TABLE 2 influence of molar ratio of intermediate I to n-butyl nitrite on the yield of intermediate II and butoxymin hydrochloride

As can be seen from Table 2, the yield of intermediate II and butoxymine was not significantly increased by increasing the amount of n-butyl nitrite, and the molar ratio of intermediate I to n-butyl nitrite was determined to be 1 (2-6) from the economical viewpoint.

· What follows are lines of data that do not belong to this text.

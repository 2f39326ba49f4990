pub mod db;
pub mod monitor;
pub mod notifications;
pub mod server;
use std::sync::Arc;
use std::time::Duration;

use async_trait::async_trait;
use chrono::{DateTime, Utc};
use rustls::pki_types::ServerName;
use rustls::{ClientConfig, RootCertStore};
use tokio::net::TcpStream;
use tokio::time::timeout;
use tokio_rustls::TlsConnector;
use tracing::{debug, warn};
use x509_parser::prelude::{FromDer, X509Certificate};

use super::{host_of, parse_url, ProbeError, TlsExpiryProbe};

/// Reads the `notAfter` of the leaf certificate an https website presents.
pub struct RustlsExpiryProbe {
    connector: TlsConnector,
    timeout: Duration,
}

impl RustlsExpiryProbe {
    /// Builds a probe trusting the platform's native root certificates.
    pub fn new(timeout: Duration) -> Result<Self, ProbeError> {
        let native = rustls_native_certs::load_native_certs();
        for e in &native.errors {
            warn!(error = %e, "Failed to load a native root certificate.");
        }
        let mut roots = RootCertStore::empty();
        let (added, ignored) = roots.add_parsable_certificates(native.certs);
        debug!(added, ignored, "Loaded native root certificates.");
        Self::with_roots(roots, timeout)
    }

    pub fn with_roots(roots: RootCertStore, timeout: Duration) -> Result<Self, ProbeError> {
        let config = ClientConfig::builder_with_provider(Arc::new(
            rustls::crypto::ring::default_provider(),
        ))
        .with_safe_default_protocol_versions()
        .map_err(|e| ProbeError::Tls(e.to_string()))?
        .with_root_certificates(roots)
        .with_no_client_auth();

        Ok(Self {
            connector: TlsConnector::from(Arc::new(config)),
            timeout,
        })
    }
}

#[async_trait]
impl TlsExpiryProbe for RustlsExpiryProbe {
    async fn probe(&self, url: &str) -> Result<Option<DateTime<Utc>>, ProbeError> {
        let url = parse_url(url)?;
        if url.scheme() != "https" {
            return Ok(None);
        }
        let host = host_of(&url)?;
        let port = url.port_or_known_default().unwrap_or(443);
        let server_name =
            ServerName::try_from(host.clone()).map_err(|e| ProbeError::Tls(e.to_string()))?;

        let stream = timeout(self.timeout, TcpStream::connect((host.as_str(), port)))
            .await
            .map_err(|_| ProbeError::Timeout(self.timeout))??;
        let tls_stream = timeout(self.timeout, self.connector.connect(server_name, stream))
            .await
            .map_err(|_| ProbeError::Timeout(self.timeout))??;

        let (_, connection) = tls_stream.get_ref();
        match connection.peer_certificates().and_then(|chain| chain.first()) {
            Some(leaf) => certificate_not_after(leaf.as_ref()).map(Some),
            None => Ok(None),
        }
    }
}

/// Extracts the expiry instant from a DER-encoded X.509 certificate.
pub fn certificate_not_after(der: &[u8]) -> Result<DateTime<Utc>, ProbeError> {
    let (_, cert) = X509Certificate::from_der(der)
        .map_err(|e| ProbeError::Certificate(format!("Failed to parse certificate: {e}")))?;
    let timestamp = cert.validity().not_after.timestamp();
    DateTime::from_timestamp(timestamp, 0).ok_or_else(|| {
        ProbeError::Certificate(format!("notAfter out of range: {timestamp}"))
    })
}
use async_trait::async_trait;
use thiserror::Error;

pub mod email;
pub mod log;

pub use self::email::EmailSender;
pub use self::log::LogSender;

#[derive(Error, Debug)]
pub enum SenderError {
    #[error("Failed to send notification: {0}")]
    SendFailed(String),
    #[error("Invalid configuration for sender: {0}")]
    InvalidConfiguration(String),
    #[error("Invalid email address: {0}")]
    InvalidAddress(#[from] lettre::address::AddressError),
    #[error("Failed to build email: {0}")]
    Message(#[from] lettre::error::Error),
    #[error("SMTP error: {0}")]
    Smtp(#[from] lettre::transport::smtp::Error),
}

/// A channel that can deliver a plain-text message to an address.
/// Delivery is best effort: callers log failures and move on.
#[async_trait]
pub trait NotificationSender: Send + Sync {
    async fn send(&self, to: &str, subject: &str, body: &str) -> Result<(), SenderError>;

    fn channel_name(&self) -> &str;
}
//! Fakes for driving the pipeline and scheduler without a network.

use std::collections::VecDeque;
use std::sync::atomic::{AtomicBool, AtomicUsize, Ordering};
use std::sync::{Arc, Mutex};

use async_trait::async_trait;
use chrono::{DateTime, Utc};
use tokio::sync::Semaphore;

use super::pipeline::CheckPipeline;
use super::probes::{DomainExpiryProbe, HttpProbe, ProbeError, TlsExpiryProbe};
use super::transition::SUCCESS_STATUS;
use crate::db::store::memory::MemoryStore;
use crate::notifications::models::{NotificationTemplates, OutgoingMessage};
use crate::notifications::senders::{NotificationSender, SenderError};
use crate::notifications::NotificationService;

/// Returns queued statuses in order, then `SUCCESS_STATUS`.
#[derive(Default)]
pub struct ScriptedHttpProbe {
    script: Mutex<VecDeque<i32>>,
    calls: AtomicUsize,
}

impl ScriptedHttpProbe {
    pub fn new(statuses: &[i32]) -> Self {
        Self {
            script: Mutex::new(statuses.iter().copied().collect()),
            calls: AtomicUsize::new(0),
        }
    }

    pub fn calls(&self) -> usize {
        self.calls.load(Ordering::SeqCst)
    }
}

#[async_trait]
impl HttpProbe for ScriptedHttpProbe {
    async fn probe(&self, _url: &str) -> i32 {
        self.calls.fetch_add(1, Ordering::SeqCst);
        self.script
            .lock()
            .unwrap()
            .pop_front()
            .unwrap_or(SUCCESS_STATUS)
    }
}

/// Blocks every probe until a permit is released.
pub struct GatedHttpProbe {
    gate: Semaphore,
    status: i32,
    started: AtomicUsize,
}

impl GatedHttpProbe {
    pub fn new(status: i32) -> Self {
        Self {
            gate: Semaphore::new(0),
            status,
            started: AtomicUsize::new(0),
        }
    }

    pub fn release(&self, count: usize) {
        self.gate.add_permits(count);
    }

    pub fn started(&self) -> usize {
        self.started.load(Ordering::SeqCst)
    }
}

#[async_trait]
impl HttpProbe for GatedHttpProbe {
    async fn probe(&self, _url: &str) -> i32 {
        self.started.fetch_add(1, Ordering::SeqCst);
        if let Ok(permit) = self.gate.acquire().await {
            permit.forget();
        }
        self.status
    }
}

#[derive(Default)]
pub struct FakeTlsProbe {
    expiry: Mutex<Option<DateTime<Utc>>>,
    failing: AtomicBool,
}

impl FakeTlsProbe {
    pub fn set_expiry(&self, expiry: Option<DateTime<Utc>>) {
        *self.expiry.lock().unwrap() = expiry;
    }

    pub fn set_failing(&self, failing: bool) {
        self.failing.store(failing, Ordering::SeqCst);
    }
}

#[async_trait]
impl TlsExpiryProbe for FakeTlsProbe {
    async fn probe(&self, _url: &str) -> Result<Option<DateTime<Utc>>, ProbeError> {
        if self.failing.load(Ordering::SeqCst) {
            return Err(ProbeError::Tls("handshake failed".to_string()));
        }
        Ok(*self.expiry.lock().unwrap())
    }
}

/// `None` makes the probe fail.
#[derive(Default)]
pub struct FakeDomainProbe {
    expiry: Mutex<Option<DateTime<Utc>>>,
}

impl FakeDomainProbe {
    pub fn set_expiry(&self, expiry: Option<DateTime<Utc>>) {
        *self.expiry.lock().unwrap() = expiry;
    }
}

#[async_trait]
impl DomainExpiryProbe for FakeDomainProbe {
    async fn probe(&self, _url: &str) -> Result<DateTime<Utc>, ProbeError> {
        let expiry = *self.expiry.lock().unwrap();
        expiry.ok_or_else(|| ProbeError::Whois("no expiry date".to_string()))
    }
}

#[derive(Default)]
pub struct RecordingSender {
    sent: Mutex<Vec<OutgoingMessage>>,
    failing: AtomicBool,
}

impl RecordingSender {
    pub fn sent(&self) -> Vec<OutgoingMessage> {
        self.sent.lock().unwrap().clone()
    }

    pub fn set_failing(&self, failing: bool) {
        self.failing.store(failing, Ordering::SeqCst);
    }
}

#[async_trait]
impl NotificationSender for RecordingSender {
    async fn send(&self, to: &str, subject: &str, body: &str) -> Result<(), SenderError> {
        if self.failing.load(Ordering::SeqCst) {
            return Err(SenderError::SendFailed("relay unavailable".to_string()));
        }
        self.sent.lock().unwrap().push(OutgoingMessage {
            to: to.to_string(),
            subject: subject.to_string(),
            body: body.to_string(),
        });
        Ok(())
    }

    fn channel_name(&self) -> &str {
        "recording"
    }
}

/// A pipeline wired to an in-memory store and fakes.
pub struct Harness<H> {
    pub store: Arc<MemoryStore>,
    pub http: Arc<H>,
    pub tls: Arc<FakeTlsProbe>,
    pub domain: Arc<FakeDomainProbe>,
    pub sender: Arc<RecordingSender>,
    pub pipeline: Arc<CheckPipeline>,
}

impl<H: HttpProbe + 'static> Harness<H> {
    pub fn new(http: H) -> Self {
        let store = Arc::new(MemoryStore::new());
        let http = Arc::new(http);
        let tls = Arc::new(FakeTlsProbe::default());
        let domain = Arc::new(FakeDomainProbe::default());
        let sender = Arc::new(RecordingSender::default());
        let notifications =
            NotificationService::new(sender.clone(), NotificationTemplates::default());
        let pipeline = Arc::new(CheckPipeline::new(
            store.clone(),
            http.clone(),
            tls.clone(),
            domain.clone(),
            notifications,
        ));

        Self {
            store,
            http,
            tls,
            domain,
            sender,
            pipeline,
        }
    }
}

Finally, it should be noted that the above embodiments are only used for illustrating the technical solutions of the present invention and not for limiting the protection scope of the present invention, and although the present invention is described in detail with reference to the preferred embodiments, it should be understood by those skilled in the art that modifications or equivalent substitutions can be made on the technical solutions of the present invention without departing from the spirit and scope of the technical solutions of the present invention.